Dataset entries
• • • • • • •

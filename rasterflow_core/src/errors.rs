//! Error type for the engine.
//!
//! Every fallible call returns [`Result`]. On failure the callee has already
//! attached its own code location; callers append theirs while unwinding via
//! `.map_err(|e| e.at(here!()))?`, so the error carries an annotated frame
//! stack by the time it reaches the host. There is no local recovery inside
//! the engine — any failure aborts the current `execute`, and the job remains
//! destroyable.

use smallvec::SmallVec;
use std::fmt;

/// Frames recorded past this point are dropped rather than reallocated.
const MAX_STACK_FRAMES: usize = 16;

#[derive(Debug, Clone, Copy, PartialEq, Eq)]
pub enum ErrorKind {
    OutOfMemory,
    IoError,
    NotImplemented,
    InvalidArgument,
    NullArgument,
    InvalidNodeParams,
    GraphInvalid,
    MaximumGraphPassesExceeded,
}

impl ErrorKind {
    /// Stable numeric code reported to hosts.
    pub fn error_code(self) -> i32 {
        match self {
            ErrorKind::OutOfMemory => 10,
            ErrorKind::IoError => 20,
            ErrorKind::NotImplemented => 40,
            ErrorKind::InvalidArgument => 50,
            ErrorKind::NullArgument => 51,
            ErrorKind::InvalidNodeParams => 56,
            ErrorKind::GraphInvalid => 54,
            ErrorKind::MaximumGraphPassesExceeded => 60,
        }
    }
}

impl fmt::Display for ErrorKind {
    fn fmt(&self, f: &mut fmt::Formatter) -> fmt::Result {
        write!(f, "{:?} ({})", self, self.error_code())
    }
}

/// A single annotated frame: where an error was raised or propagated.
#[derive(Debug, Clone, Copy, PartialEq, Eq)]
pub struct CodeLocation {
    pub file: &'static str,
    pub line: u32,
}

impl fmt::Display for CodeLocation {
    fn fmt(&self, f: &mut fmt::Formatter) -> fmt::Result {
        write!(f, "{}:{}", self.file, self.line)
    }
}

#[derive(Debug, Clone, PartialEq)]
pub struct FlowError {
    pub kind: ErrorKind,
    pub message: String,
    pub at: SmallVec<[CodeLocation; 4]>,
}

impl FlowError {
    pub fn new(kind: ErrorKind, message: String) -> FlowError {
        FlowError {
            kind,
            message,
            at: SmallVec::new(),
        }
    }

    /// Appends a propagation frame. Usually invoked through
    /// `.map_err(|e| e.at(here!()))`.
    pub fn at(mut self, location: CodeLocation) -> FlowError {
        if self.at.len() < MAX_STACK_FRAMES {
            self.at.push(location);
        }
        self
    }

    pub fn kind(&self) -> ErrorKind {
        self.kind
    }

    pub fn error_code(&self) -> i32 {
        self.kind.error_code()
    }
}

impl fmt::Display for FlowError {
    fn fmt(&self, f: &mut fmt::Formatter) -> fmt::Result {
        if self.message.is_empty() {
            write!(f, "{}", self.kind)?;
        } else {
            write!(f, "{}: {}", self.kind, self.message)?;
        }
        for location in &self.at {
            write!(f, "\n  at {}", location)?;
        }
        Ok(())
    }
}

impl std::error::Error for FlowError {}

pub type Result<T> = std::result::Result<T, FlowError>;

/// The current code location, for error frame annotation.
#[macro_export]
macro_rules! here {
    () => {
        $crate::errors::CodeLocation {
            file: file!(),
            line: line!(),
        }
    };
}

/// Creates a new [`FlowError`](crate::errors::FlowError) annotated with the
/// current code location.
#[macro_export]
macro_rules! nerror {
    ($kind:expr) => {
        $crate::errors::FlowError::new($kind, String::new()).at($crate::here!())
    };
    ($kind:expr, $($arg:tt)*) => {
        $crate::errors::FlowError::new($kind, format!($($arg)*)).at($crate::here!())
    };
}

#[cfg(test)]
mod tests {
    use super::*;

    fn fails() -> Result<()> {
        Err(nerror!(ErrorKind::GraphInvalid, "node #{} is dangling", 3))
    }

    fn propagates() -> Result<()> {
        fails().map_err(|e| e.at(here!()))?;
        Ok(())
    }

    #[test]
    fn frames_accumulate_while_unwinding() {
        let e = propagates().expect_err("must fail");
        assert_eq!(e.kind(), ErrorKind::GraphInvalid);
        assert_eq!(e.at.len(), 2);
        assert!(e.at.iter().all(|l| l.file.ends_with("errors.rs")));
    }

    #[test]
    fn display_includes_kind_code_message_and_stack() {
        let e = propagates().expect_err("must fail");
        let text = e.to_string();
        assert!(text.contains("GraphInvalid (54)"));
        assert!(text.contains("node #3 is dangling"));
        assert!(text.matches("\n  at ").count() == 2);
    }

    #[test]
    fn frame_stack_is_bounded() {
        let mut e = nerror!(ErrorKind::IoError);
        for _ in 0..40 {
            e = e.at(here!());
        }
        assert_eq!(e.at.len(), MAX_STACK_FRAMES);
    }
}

• • • • • • •

Task prompt
The entries above are to be transcribed in full and without error.

Result of the task
filename rasterflow_core/src/errors.rs
//! Error type for the engine.
//!
//! Every fallible call returns [`Result`]. On failure the callee has already
//! attached its own code location; callers append theirs while unwinding via
//! `.map_err(|e| e.at(here!()))?`, so the error carries an annotated frame
//! stack by the time it reaches the host. There is no local recovery inside
//! the engine — any failure aborts the current `execute`, and the job remains
//! destroyable.

use smallvec::SmallVec;
use std::fmt;

/// Frames recorded past this point are dropped rather than reallocated.
const MAX_STACK_FRAMES: usize = 16;

#[derive(Debug, Clone, Copy, PartialEq, Eq)]
pub enum ErrorKind {
    OutOfMemory,
    IoError,
    NotImplemented,
    InvalidArgument,
    NullArgument,
    InvalidNodeParams,
    GraphInvalid,
    MaximumGraphPassesExceeded,
}

impl ErrorKind {
    /// Stable numeric code reported to hosts.
    pub fn error_code(self) -> i32 {
        match self {
            ErrorKind::OutOfMemory => 10,
            ErrorKind::IoError => 20,
            ErrorKind::NotImplemented => 40,
            ErrorKind::InvalidArgument => 50,
            ErrorKind::NullArgument => 51,
            ErrorKind::InvalidNodeParams => 56,
            ErrorKind::GraphInvalid => 54,
            ErrorKind::MaximumGraphPassesExceeded => 60,
        }
    }
}

impl fmt::Display for ErrorKind {
    fn fmt(&self, f: &mut fmt::Formatter) -> fmt::Result {
        write!(f, "{:?} ({})", self, self.error_code())
    }
}

/// A single annotated frame: where an error was raised or propagated.
#[derive(Debug, Clone, Copy, PartialEq, Eq)]
pub struct CodeLocation {
    pub file: &'static str,
    pub line: u32,
}

impl fmt::Display for CodeLocation {
    fn fmt(&self, f: &mut fmt::Formatter) -> fmt::Result {
        write!(f, "{}:{}", self.file, self.line)
    }
}

#[derive(Debug, Clone, PartialEq)]
pub struct FlowError {
    pub kind: ErrorKind,
    pub message: String,
    pub at: SmallVec<[CodeLocation; 4]>,
}

impl FlowError {
    pub fn new(kind: ErrorKind, message: String) -> FlowError {
        FlowError {
            kind,
            message,
            at: SmallVec::new(),
        }
    }

    /// Appends a propagation frame. Usually invoked through
    /// `.map_err(|e| e.at(here!()))`.
    pub fn at(mut self, location: CodeLocation) -> FlowError {
        if self.at.len() < MAX_STACK_FRAMES {
            self.at.push(location);
        }
        self
    }

    pub fn kind(&self) -> ErrorKind {
        self.kind
    }

    pub fn error_code(&self) -> i32 {
        self.kind.error_code()
    }
}

impl fmt::Display for FlowError {
    fn fmt(&self, f: &mut fmt::Formatter) -> fmt::Result {
        if self.message.is_empty() {
            write!(f, "{}", self.kind)?;
        } else {
            write!(f, "{}: {}", self.kind, self.message)?;
        }
        for location in &self.at {
            write!(f, "\n  at {}", location)?;
        }
        Ok(())
    }
}

impl std::error::Error for FlowError {}

pub type Result<T> = std::result::Result<T, FlowError>;

/// The current code location, for error frame annotation.
#[macro_export]
macro_rules! here {
    () => {
        $crate::errors::CodeLocation {
            file: file!(),
            line: line!(),
        }
    };
}

/// Creates a new [`FlowError`](crate::errors::FlowError) annotated with the
/// current code location.
#[macro_export]
macro_rules! nerror {
    ($kind:expr) => {
        $crate::errors::FlowError::new($kind, String::new()).at($crate::here!())
    };
    ($kind:expr, $($arg:tt)*) => {
        $crate::errors::FlowError::new($kind, format!($($arg)*)).at($crate::here!())
    };
}

#[cfg(test)]
mod tests {
    use super::*;

    fn fails() -> Result<()> {
        Err(nerror!(ErrorKind::GraphInvalid, "node #{} is dangling", 3))
    }

    fn propagates() -> Result<()> {
        fails().map_err(|e| e.at(here!()))?;
        Ok(())
    }

    #[test]
    fn frames_accumulate_while_unwinding() {
        let e = propagates().expect_err("must fail");
        assert_eq!(e.kind(), ErrorKind::GraphInvalid);
        assert_eq!(e.at.len(), 2);
        assert!(e.at.iter().all(|l| l.file.ends_with("errors.rs")));
    }

    #[test]
    fn display_includes_kind_code_message_and_stack() {
        let e = propagates().expect_err("must fail");
        let text = e.to_string();
        assert!(text.contains("GraphInvalid (54)"));
        assert!(text.contains("node #3 is dangling"));
        assert!(text.matches("\n  at ").count() == 2);
    }

    #[test]
    fn frame_stack_is_bounded() {
        let mut e = nerror!(ErrorKind::IoError);
        for _ in 0..40 {
            e = e.at(here!());
        }
        assert_eq!(e.at.len(), MAX_STACK_FRAMES);
    }
}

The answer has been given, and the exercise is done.